-- Opening Marker --

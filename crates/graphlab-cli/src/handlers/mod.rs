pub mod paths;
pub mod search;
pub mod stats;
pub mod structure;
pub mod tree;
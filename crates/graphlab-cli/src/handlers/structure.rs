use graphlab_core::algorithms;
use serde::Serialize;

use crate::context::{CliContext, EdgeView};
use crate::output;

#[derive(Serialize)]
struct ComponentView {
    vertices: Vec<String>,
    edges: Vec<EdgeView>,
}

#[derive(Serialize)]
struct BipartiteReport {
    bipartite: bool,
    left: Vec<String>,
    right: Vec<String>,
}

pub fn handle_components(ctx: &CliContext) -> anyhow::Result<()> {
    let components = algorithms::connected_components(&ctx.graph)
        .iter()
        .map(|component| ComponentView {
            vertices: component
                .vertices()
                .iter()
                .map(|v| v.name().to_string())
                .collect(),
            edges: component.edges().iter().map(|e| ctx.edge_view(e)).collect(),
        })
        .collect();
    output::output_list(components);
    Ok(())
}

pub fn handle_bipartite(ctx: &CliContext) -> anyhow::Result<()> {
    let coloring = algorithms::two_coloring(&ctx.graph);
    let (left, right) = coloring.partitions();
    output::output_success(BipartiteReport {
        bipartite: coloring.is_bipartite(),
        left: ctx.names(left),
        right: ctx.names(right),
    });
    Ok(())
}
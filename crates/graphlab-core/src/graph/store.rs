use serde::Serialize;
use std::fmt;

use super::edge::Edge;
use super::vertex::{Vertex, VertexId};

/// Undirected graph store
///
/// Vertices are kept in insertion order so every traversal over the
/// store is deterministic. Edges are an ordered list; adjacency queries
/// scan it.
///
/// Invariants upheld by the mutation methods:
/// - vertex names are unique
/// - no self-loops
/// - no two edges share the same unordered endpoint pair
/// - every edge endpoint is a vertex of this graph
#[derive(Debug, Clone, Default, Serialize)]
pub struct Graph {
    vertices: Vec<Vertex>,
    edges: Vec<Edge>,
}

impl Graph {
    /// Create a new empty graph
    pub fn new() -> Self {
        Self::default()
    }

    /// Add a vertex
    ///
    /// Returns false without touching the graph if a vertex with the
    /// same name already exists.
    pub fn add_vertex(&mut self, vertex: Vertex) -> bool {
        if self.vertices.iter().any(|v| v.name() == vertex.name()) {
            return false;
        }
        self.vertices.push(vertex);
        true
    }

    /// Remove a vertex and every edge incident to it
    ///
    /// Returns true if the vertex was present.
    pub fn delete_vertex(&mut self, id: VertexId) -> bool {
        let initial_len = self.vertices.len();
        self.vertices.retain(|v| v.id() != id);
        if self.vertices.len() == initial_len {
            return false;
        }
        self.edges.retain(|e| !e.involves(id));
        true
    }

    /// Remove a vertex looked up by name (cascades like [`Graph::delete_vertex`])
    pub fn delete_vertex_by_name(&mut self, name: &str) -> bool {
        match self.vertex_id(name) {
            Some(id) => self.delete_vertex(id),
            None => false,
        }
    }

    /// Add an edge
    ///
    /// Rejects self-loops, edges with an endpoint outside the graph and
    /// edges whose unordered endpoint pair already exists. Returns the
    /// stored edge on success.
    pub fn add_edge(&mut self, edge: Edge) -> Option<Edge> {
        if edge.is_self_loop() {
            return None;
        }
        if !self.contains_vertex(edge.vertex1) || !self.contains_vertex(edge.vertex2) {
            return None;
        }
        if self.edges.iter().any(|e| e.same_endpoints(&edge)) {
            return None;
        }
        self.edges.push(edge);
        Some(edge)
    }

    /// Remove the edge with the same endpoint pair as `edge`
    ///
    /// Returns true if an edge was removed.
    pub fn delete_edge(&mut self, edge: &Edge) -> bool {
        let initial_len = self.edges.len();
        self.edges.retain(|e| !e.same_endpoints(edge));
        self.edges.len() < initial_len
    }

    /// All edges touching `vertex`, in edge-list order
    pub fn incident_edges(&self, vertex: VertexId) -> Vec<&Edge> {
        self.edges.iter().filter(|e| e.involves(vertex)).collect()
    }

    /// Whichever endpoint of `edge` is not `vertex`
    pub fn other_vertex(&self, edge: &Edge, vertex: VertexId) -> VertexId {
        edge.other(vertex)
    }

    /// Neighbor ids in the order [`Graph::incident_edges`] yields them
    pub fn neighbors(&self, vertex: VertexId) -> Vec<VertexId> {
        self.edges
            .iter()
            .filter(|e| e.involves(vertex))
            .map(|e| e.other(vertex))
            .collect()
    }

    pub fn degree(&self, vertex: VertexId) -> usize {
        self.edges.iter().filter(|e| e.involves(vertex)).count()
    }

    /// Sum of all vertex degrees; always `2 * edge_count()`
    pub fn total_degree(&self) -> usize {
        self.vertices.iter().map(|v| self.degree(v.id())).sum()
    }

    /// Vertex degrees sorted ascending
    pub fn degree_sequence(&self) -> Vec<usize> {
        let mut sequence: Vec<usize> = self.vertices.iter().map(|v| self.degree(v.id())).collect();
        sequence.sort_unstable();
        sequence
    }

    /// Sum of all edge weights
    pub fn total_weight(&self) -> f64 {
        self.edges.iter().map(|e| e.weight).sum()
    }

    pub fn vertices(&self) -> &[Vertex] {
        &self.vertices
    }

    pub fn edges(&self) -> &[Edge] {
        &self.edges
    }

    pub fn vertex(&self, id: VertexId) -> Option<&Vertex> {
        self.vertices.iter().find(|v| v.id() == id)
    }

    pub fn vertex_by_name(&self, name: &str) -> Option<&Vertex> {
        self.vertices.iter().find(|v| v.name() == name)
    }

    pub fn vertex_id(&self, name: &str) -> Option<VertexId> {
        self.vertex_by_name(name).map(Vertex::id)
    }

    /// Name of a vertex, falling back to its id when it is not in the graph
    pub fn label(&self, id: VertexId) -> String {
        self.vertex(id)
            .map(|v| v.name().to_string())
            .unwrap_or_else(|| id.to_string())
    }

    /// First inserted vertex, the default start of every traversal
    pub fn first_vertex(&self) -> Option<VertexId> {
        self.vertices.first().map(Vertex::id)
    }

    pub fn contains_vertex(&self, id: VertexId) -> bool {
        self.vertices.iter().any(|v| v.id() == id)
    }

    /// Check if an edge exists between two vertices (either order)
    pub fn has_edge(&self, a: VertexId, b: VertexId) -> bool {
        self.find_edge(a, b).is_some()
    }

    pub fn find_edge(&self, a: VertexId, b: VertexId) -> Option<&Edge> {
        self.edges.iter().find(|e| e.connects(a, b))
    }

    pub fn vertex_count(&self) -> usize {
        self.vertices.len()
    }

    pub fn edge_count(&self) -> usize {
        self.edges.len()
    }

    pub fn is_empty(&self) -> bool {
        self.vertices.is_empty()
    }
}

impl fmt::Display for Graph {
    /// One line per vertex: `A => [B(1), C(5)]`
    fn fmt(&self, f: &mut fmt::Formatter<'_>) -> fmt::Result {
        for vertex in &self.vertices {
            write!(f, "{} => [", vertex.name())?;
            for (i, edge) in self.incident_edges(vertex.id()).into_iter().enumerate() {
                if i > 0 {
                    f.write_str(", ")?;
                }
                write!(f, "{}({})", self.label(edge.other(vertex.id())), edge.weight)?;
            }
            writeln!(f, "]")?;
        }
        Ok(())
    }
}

-- Closing Marker --

**Task to complete**. When a line of the records has the word "left", pick it out and copy it.

**Output**.
    left: Vec<String>,
    let (left, right) = coloring.partitions();
        left: ctx.names(left),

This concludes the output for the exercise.